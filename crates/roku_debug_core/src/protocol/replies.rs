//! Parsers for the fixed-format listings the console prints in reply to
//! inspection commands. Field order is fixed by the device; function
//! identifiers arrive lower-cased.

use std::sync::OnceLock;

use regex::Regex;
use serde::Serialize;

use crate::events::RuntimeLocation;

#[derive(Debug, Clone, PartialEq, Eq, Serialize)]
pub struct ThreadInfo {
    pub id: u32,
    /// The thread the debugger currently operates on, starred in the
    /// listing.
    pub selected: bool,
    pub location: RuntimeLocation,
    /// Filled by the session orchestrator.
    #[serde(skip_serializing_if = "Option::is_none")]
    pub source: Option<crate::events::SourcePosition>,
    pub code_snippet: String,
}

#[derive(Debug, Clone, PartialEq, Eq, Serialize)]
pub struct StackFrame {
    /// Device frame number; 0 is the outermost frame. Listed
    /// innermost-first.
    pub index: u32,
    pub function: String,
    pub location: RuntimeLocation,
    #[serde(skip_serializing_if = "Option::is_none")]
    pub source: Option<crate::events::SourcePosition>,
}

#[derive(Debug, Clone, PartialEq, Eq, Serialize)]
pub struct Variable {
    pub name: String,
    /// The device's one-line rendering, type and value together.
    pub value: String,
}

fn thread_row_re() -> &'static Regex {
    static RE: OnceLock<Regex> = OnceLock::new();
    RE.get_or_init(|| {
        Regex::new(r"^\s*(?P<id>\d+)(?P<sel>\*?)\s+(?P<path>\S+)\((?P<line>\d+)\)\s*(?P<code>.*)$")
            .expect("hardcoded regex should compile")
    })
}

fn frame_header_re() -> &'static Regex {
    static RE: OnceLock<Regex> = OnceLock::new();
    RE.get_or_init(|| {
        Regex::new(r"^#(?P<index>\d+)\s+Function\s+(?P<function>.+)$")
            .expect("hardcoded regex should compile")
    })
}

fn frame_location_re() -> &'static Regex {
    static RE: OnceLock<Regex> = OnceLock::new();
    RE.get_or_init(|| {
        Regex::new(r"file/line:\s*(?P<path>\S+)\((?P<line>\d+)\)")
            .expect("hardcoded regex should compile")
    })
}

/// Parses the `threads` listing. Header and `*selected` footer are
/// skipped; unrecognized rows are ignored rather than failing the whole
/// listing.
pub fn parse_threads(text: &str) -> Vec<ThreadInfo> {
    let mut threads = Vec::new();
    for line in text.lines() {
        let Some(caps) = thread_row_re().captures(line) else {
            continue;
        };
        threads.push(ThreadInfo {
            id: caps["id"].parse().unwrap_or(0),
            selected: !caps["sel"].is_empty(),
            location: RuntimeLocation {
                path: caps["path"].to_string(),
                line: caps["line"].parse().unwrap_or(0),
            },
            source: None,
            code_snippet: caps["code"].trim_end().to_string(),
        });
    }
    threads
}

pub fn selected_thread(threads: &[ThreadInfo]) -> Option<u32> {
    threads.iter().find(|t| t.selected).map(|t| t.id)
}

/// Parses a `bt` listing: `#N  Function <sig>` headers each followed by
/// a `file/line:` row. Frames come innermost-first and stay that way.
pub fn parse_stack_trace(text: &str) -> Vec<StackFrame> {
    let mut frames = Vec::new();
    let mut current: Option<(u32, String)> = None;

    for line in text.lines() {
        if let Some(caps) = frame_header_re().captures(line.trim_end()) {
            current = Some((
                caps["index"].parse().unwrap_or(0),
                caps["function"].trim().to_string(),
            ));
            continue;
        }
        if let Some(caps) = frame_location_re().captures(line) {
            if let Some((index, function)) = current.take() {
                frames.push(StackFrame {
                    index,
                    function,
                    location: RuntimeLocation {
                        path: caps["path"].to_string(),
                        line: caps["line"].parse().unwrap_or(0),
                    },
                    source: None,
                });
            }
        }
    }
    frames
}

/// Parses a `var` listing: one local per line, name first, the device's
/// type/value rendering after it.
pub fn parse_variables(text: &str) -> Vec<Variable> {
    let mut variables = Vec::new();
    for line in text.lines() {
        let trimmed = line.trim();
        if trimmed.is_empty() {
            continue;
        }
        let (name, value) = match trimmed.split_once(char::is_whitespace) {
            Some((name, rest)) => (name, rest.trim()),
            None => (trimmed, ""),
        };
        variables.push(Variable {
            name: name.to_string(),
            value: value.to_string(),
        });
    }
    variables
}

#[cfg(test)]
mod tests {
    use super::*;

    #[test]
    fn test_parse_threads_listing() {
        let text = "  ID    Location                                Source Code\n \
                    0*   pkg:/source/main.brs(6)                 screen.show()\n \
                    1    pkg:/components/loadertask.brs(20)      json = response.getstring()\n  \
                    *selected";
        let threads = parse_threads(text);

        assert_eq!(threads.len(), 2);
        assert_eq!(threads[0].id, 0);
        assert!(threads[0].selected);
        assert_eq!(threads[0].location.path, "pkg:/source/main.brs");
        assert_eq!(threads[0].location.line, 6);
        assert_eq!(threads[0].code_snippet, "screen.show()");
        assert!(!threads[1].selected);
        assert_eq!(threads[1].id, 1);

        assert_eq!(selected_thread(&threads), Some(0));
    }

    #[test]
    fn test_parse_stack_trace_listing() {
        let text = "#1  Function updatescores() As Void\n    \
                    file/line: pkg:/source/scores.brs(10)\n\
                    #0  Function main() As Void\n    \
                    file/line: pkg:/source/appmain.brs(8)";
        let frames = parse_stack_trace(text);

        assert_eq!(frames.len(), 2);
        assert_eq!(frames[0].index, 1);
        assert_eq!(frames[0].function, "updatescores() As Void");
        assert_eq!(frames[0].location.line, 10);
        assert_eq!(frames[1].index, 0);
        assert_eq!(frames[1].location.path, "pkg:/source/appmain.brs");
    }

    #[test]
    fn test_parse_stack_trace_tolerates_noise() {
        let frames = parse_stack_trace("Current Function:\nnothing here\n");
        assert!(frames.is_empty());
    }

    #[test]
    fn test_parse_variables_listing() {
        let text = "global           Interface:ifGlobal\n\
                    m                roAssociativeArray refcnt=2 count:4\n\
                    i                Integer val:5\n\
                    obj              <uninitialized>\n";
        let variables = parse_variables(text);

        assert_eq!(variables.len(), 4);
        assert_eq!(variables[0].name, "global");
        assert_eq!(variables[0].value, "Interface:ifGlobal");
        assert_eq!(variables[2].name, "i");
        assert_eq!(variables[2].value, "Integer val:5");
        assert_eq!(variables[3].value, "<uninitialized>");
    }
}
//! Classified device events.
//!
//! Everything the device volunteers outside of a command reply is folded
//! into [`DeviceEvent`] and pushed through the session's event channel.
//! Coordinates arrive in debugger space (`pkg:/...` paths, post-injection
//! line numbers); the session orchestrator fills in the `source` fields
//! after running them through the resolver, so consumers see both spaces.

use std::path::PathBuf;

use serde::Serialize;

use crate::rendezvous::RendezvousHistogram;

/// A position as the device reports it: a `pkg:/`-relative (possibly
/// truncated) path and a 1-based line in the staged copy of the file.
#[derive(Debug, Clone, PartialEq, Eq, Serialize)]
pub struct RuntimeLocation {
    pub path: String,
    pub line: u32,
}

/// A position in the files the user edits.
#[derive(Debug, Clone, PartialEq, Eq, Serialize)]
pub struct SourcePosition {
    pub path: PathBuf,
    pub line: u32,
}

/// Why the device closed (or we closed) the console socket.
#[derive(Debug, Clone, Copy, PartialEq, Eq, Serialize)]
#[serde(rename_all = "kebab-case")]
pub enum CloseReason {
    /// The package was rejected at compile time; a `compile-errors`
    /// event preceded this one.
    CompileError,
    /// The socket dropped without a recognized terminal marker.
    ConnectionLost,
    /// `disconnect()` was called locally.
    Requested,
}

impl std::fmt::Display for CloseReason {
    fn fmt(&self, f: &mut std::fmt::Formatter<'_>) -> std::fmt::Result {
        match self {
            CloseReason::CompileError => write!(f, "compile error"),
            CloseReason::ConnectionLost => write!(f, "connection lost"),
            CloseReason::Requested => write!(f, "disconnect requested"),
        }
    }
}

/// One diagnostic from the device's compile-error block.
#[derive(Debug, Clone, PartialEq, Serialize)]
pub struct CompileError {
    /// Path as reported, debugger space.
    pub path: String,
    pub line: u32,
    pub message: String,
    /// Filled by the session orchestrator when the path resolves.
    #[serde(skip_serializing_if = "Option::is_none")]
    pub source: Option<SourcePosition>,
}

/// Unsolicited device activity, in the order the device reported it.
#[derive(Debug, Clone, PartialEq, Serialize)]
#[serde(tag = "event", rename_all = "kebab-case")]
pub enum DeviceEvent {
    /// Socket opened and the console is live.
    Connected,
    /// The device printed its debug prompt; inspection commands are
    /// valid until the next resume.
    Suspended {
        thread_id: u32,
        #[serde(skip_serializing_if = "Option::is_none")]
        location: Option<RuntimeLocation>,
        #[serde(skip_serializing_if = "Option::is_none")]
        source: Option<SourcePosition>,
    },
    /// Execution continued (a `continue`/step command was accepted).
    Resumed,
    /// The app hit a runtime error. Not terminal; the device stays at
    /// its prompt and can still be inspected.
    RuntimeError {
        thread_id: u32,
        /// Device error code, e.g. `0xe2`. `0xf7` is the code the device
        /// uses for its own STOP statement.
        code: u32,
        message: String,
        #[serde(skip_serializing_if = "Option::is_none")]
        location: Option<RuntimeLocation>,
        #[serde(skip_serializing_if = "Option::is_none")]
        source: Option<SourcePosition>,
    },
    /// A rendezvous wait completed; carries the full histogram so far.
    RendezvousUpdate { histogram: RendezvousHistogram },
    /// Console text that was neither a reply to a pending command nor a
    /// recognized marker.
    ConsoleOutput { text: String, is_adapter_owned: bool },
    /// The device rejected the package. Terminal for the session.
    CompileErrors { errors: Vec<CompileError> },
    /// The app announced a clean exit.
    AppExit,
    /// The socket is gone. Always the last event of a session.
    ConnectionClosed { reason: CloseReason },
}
────
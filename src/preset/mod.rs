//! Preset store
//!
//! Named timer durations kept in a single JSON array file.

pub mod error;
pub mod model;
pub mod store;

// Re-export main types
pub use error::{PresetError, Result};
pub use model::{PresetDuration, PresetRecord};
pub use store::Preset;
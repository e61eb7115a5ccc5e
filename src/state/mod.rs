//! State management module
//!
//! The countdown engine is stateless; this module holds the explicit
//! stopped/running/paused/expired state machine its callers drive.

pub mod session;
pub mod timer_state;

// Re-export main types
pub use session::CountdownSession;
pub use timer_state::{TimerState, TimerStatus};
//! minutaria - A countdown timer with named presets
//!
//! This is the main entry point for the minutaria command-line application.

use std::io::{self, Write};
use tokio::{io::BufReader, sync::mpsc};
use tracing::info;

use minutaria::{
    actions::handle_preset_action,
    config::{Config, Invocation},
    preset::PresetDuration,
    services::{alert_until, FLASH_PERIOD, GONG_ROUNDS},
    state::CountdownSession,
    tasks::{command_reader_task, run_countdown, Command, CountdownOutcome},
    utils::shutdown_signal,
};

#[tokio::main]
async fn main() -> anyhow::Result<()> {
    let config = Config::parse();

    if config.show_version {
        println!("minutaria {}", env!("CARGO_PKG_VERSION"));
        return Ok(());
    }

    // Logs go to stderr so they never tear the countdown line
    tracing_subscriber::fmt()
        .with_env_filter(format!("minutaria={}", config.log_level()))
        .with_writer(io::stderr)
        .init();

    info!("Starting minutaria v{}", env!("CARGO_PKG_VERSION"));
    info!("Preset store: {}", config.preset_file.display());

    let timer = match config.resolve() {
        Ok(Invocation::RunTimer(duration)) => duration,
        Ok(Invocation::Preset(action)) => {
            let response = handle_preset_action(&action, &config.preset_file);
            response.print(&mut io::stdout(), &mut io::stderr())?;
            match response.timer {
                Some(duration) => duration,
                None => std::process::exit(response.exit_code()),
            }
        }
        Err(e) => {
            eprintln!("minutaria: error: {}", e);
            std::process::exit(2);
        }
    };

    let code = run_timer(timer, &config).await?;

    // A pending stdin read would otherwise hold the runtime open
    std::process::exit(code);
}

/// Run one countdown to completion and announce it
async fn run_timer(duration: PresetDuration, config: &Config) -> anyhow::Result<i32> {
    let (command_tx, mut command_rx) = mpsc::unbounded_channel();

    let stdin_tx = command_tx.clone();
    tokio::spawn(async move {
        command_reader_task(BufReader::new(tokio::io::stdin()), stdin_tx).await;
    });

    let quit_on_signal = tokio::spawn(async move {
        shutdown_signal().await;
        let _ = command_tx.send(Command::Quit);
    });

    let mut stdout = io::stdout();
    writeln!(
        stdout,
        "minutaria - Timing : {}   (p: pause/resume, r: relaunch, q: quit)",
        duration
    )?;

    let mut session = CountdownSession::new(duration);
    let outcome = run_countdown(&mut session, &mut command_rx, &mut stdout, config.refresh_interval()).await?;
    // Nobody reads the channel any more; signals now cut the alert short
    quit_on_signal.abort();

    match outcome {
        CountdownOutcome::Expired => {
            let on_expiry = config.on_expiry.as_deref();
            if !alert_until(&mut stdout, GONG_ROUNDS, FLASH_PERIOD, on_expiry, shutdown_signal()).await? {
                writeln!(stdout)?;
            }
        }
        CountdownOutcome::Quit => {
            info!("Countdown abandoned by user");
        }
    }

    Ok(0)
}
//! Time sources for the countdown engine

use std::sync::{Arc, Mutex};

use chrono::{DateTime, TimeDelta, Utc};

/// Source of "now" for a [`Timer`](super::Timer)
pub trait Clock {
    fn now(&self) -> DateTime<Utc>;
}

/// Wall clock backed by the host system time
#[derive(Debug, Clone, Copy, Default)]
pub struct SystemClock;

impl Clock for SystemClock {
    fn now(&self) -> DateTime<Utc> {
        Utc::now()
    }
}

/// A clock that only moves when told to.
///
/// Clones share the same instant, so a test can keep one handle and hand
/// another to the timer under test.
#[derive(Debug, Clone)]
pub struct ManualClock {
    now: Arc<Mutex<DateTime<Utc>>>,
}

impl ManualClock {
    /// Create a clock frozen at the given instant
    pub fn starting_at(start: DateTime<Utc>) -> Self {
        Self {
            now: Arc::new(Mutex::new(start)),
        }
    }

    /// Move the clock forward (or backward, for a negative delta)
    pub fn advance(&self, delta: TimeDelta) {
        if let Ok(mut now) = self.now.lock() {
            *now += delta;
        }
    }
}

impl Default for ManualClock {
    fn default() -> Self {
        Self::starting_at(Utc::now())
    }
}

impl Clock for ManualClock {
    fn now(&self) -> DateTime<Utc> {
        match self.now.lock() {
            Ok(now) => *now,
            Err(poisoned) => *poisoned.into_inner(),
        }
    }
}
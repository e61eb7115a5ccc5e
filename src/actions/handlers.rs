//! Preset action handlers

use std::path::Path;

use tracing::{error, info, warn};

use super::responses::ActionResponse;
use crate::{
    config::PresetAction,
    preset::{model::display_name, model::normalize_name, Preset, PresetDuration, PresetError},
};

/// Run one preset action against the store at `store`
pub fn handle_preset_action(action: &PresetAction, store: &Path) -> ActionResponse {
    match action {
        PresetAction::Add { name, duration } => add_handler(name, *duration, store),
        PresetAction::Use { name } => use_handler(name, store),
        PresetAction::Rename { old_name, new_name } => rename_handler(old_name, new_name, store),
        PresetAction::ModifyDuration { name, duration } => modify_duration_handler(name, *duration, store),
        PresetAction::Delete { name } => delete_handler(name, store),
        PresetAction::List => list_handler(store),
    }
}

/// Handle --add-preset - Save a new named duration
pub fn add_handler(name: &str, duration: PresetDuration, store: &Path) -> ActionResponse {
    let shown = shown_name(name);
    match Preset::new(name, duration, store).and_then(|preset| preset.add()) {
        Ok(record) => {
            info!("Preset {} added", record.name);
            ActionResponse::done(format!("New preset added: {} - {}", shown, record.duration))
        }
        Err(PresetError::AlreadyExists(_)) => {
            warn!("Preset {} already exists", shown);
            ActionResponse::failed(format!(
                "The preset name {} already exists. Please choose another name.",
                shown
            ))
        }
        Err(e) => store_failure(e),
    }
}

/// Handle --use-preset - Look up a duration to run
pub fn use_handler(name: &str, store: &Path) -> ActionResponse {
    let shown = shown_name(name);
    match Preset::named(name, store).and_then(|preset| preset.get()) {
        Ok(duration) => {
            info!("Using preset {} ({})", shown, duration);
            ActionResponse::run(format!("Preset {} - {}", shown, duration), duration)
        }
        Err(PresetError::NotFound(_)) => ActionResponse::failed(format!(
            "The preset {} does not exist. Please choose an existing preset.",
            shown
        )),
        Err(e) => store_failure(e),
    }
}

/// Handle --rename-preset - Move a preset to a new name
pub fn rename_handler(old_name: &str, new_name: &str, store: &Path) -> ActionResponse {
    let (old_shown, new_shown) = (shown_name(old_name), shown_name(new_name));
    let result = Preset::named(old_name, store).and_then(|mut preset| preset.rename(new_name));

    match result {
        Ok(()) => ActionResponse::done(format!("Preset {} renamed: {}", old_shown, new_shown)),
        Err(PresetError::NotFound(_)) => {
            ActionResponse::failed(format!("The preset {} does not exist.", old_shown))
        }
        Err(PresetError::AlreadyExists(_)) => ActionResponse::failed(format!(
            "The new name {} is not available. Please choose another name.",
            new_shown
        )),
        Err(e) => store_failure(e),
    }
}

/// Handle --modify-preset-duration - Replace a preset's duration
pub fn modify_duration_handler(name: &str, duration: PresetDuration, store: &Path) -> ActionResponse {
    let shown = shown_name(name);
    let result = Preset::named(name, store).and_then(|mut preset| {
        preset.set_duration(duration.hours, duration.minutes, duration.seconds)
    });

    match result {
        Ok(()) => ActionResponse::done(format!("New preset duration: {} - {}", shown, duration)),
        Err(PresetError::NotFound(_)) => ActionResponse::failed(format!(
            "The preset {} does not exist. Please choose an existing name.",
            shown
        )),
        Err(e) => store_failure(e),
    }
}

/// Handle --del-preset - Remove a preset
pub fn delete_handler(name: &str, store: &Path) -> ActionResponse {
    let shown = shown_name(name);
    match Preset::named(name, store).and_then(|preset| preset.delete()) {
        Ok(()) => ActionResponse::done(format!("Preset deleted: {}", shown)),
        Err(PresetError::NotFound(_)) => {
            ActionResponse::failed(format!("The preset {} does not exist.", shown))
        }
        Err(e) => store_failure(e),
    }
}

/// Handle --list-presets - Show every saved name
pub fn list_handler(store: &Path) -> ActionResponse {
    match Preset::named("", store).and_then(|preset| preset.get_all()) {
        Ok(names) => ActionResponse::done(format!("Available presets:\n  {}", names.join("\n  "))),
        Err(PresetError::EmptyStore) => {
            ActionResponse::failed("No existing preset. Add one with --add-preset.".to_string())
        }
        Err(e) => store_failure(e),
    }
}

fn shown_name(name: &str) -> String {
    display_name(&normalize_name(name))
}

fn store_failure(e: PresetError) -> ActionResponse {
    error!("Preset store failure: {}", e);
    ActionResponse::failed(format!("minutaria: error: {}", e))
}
────
Each line in the data that holds the string "fixed" should be found and copied.

* Output below *
//! Parsers for the fixed-format listings the console prints in reply to
//! inspection commands. Field order is fixed by the device; function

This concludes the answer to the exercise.